Joan Donovan, Critical Internet Studies Institute
[Please note: this is a long read - about 20 minutes, but hopefully worth it….]
Elon Musk has just deployed his media platform to promote Alice Weidel, leader of Germany’s neo-Nazi AFD party weeks before February’s election in Germany.1 This was days after Musk’s opinion piece in a Germany newspaper also supporting the AFD.2
I listened - there was nothing there that anyone should ever repeat, so I won’t.
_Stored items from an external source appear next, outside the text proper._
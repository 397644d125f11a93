//! The action validation pipeline.
//!
//! Runs before any state read. Checks are ordered and short-circuit on the
//! first failure:
//!
//! 1. Presence of required identifiers/fields -- `MISSING_PARAMS`.
//! 2. Field-level domain checks (string length, numeric range, enum
//!    membership) -- `INVALID_PARAM`.
//! 3. Structural parse of compound fields: coordinates arrive as a
//!    structured pair or an encoded `"x,y"` string, and both forms
//!    normalize to the same two integer components before range-checking.
//!
//! Defaults for optional fields apply only after presence/shape checks
//! succeed, and an applied default is not re-validated.

use regna_types::{
    BuildingKind, CastSpellRequest, ClaimTerritoryRequest, ConstructBuildingRequest,
    CoordinateInput, Coordinates, GenerateResourcesRequest, KingdomId, Spell, TerrainKind,
    TerritoryId, TerritoryKind, TrainUnitsRequest, UnitKind,
};

use crate::error::EngineError;

/// Minimum territory name length in characters.
pub const NAME_MIN_CHARS: usize = 2;
/// Maximum territory name length in characters.
pub const NAME_MAX_CHARS: usize = 50;
/// Coordinate component bounds, inclusive.
pub const COORDINATE_BOUND: i32 = 10_000;
/// Largest structure count a single construct order may carry.
pub const MAX_BUILD_COUNT: u64 = 5_000;
/// Largest turn count a single generate order may spend.
pub const MAX_GENERATE_TURNS: u64 = 100;

// ---------------------------------------------------------------------------
// Validated requests
// ---------------------------------------------------------------------------

/// A claim request that passed the pipeline.
#[derive(Debug, Clone, PartialEq, Eq)]
pub struct ValidClaim {
    /// The claiming kingdom.
    pub kingdom_id: KingdomId,
    /// Territory name, 2--50 characters.
    pub name: String,
    /// Territory type (defaulted to settlement when omitted).
    pub kind: TerritoryKind,
    /// Terrain type (defaulted to plains when omitted).
    pub terrain: TerrainKind,
    /// Normalized, range-checked coordinates.
    pub coordinates: Coordinates,
}

/// A construct request that passed the pipeline.
#[derive(Debug, Clone, Copy, PartialEq, Eq)]
pub struct ValidConstruct {
    /// The constructing kingdom.
    pub kingdom_id: KingdomId,
    /// What to build.
    pub kind: BuildingKind,
    /// How many structures, in [1, `MAX_BUILD_COUNT`].
    pub count: u64,
}

/// A train request that passed the pipeline.
#[derive(Debug, Clone, Copy, PartialEq, Eq)]
pub struct ValidTrain {
    /// The training kingdom.
    pub kingdom_id: KingdomId,
    /// The unit kind (defaulted to infantry when omitted).
    pub kind: UnitKind,
}

/// A cast request that passed the pipeline.
#[derive(Debug, Clone, Copy, PartialEq, Eq)]
pub struct ValidCast {
    /// The casting kingdom.
    pub kingdom_id: KingdomId,
    /// The spell to cast.
    pub spell: Spell,
    /// Optional target territory.
    pub target_territory: Option<TerritoryId>,
}

/// A generate request that passed the pipeline.
#[derive(Debug, Clone, Copy, PartialEq, Eq)]
pub struct ValidGenerate {
    /// The generating kingdom.
    pub kingdom_id: KingdomId,
    /// Turns to spend, in [1, `MAX_GENERATE_TURNS`].
    pub turns: u64,
}

// ---------------------------------------------------------------------------
// Shared checks
// ---------------------------------------------------------------------------

fn require<T>(field: &'static str, value: Option<T>) -> Result<T, EngineError> {
    value.ok_or(EngineError::MissingParams { field })
}

/// Normalize either wire form of coordinates into integer components.
///
/// The encoded form is `"x,y"` with optional surrounding whitespace per
/// component. Both forms produce identical [`Coordinates`].
fn normalize_coordinates(input: &CoordinateInput) -> Result<Coordinates, EngineError> {
    match input {
        CoordinateInput::Pair { x, y } => Ok(Coordinates { x: *x, y: *y }),
        CoordinateInput::Encoded(text) => {
            let (raw_x, raw_y) =
                text.split_once(',')
                    .ok_or_else(|| EngineError::InvalidParam {
                        field: "coordinates",
                        reason: format!("expected \"x,y\", got {text:?}"),
                    })?;
            let x = raw_x
                .trim()
                .parse::<i32>()
                .map_err(|_| EngineError::InvalidParam {
                    field: "coordinates",
                    reason: format!("x component {raw_x:?} is not an integer"),
                })?;
            let y = raw_y
                .trim()
                .parse::<i32>()
                .map_err(|_| EngineError::InvalidParam {
                    field: "coordinates",
                    reason: format!("y component {raw_y:?} is not an integer"),
                })?;
            Ok(Coordinates { x, y })
        }
    }
}

fn check_coordinate_range(coordinates: Coordinates) -> Result<Coordinates, EngineError> {
    let bound = COORDINATE_BOUND;
    if coordinates.x < -bound
        || coordinates.x > bound
        || coordinates.y < -bound
        || coordinates.y > bound
    {
        return Err(EngineError::InvalidParam {
            field: "coordinates",
            reason: format!("{coordinates} outside [-{bound}, {bound}]"),
        });
    }
    Ok(coordinates)
}

// ---------------------------------------------------------------------------
// Per-action validation
// ---------------------------------------------------------------------------

/// Validate a claim-territory request.
pub fn validate_claim(request: &ClaimTerritoryRequest) -> Result<ValidClaim, EngineError> {
    // Stage 1: presence.
    let kingdom_id = require("kingdom_id", request.kingdom_id)?;
    let name = require("name", request.name.clone())?;

    // Stage 2: domain checks.
    let name_chars = name.chars().count();
    if !(NAME_MIN_CHARS..=NAME_MAX_CHARS).contains(&name_chars) {
        return Err(EngineError::InvalidParam {
            field: "name",
            reason: format!(
                "length {name_chars} outside [{NAME_MIN_CHARS}, {NAME_MAX_CHARS}]"
            ),
        });
    }

    let kind = match request.territory_type.as_deref() {
        None => TerritoryKind::default(),
        Some(raw) => TerritoryKind::parse(raw).ok_or_else(|| EngineError::InvalidParam {
            field: "territory_type",
            reason: format!("unknown territory type {raw:?}"),
        })?,
    };
    let terrain = match request.terrain_type.as_deref() {
        None => TerrainKind::default(),
        Some(raw) => TerrainKind::parse(raw).ok_or_else(|| EngineError::InvalidParam {
            field: "terrain_type",
            reason: format!("unknown terrain type {raw:?}"),
        })?,
    };

    // Stage 3: structural normalization, then range check. An omitted cell
    // defaults to the origin after shape checks, like kind and terrain.
    let coordinates = match request.coordinates.as_ref() {
        None => Coordinates::default(),
        Some(input) => check_coordinate_range(normalize_coordinates(input)?)?,
    };

    Ok(ValidClaim {
        kingdom_id,
        name,
        kind,
        terrain,
        coordinates,
    })
}

/// Validate a construct-building request.
pub fn validate_construct(
    request: &ConstructBuildingRequest,
) -> Result<ValidConstruct, EngineError> {
    let kingdom_id = require("kingdom_id", request.kingdom_id)?;
    let raw_building = require("building", request.building.as_deref())?;
    let count = require("count", request.count)?;

    let kind = BuildingKind::parse(raw_building).ok_or_else(|| EngineError::InvalidParam {
        field: "building",
        reason: format!("unknown building kind {raw_building:?}"),
    })?;

    if !(1..=MAX_BUILD_COUNT).contains(&count) {
        return Err(EngineError::InvalidParam {
            field: "count",
            reason: format!("count {count} outside [1, {MAX_BUILD_COUNT}]"),
        });
    }

    Ok(ValidConstruct {
        kingdom_id,
        kind,
        count,
    })
}

/// Validate a train-units request.
pub fn validate_train(request: &TrainUnitsRequest) -> Result<ValidTrain, EngineError> {
    let kingdom_id = require("kingdom_id", request.kingdom_id)?;

    let kind = match request.unit.as_deref() {
        None => UnitKind::default(),
        Some(raw) => UnitKind::parse(raw).ok_or_else(|| EngineError::InvalidParam {
            field: "unit",
            reason: format!("unknown unit kind {raw:?}"),
        })?,
    };

    Ok(ValidTrain { kingdom_id, kind })
}

/// Validate a cast-spell request.
pub fn validate_cast(request: &CastSpellRequest) -> Result<ValidCast, EngineError> {
    let kingdom_id = require("kingdom_id", request.kingdom_id)?;
    let raw_spell = require("spell", request.spell.as_deref())?;

    let spell = Spell::parse(raw_spell).ok_or_else(|| EngineError::InvalidParam {
        field: "spell",
        reason: format!("unknown spell {raw_spell:?}"),
    })?;

    Ok(ValidCast {
        kingdom_id,
        spell,
        target_territory: request.target_territory,
    })
}

/// Validate a generate-resources request.
pub fn validate_generate(
    request: &GenerateResourcesRequest,
) -> Result<ValidGenerate, EngineError> {
    let kingdom_id = require("kingdom_id", request.kingdom_id)?;
    let turns = require("turns", request.turns)?;

    if !(1..=MAX_GENERATE_TURNS).contains(&turns) {
        return Err(EngineError::InvalidParam {
            field: "turns",
            reason: format!("turns {turns} outside [1, {MAX_GENERATE_TURNS}]"),
        });
    }

    Ok(ValidGenerate { kingdom_id, turns })
}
Suffice it to say, it was as at once chilling and toe-curlingly risible as you’d expect to be.
And to be clear, the AFD absolutely are neo-Nazis; one especially prominent figure in the party, Björn Höcke, has a recurring habit of slyly quoting Hitler in his speeches.3
Since the US election, in which Elon Musk spent $277 million to secure Trump’s win4, Musk has also:
Floated a huge political donation to UK far right leader Nigel Farage and his Reform UK party - and then denounced him.5
Campaigned for the release of far right racist agitator Tommy Robinson, who is currently serving a UK prison sentence.6
Actively campaigned to delegitimise Wikipedia, which he calls “Wokepedia”7
In light of Musk’s influence and new para-governmental status, all of this appears to fall quite squarely into Joan Donovan’s definition of technofascism.8
Musk, it should be noted, is now the owner of reportedly the world’s largest AI super computer - which he plans to double in size.9
But Elon Musk is hardly an outlier among Silicon Valley oligarchs; he’s just the richest.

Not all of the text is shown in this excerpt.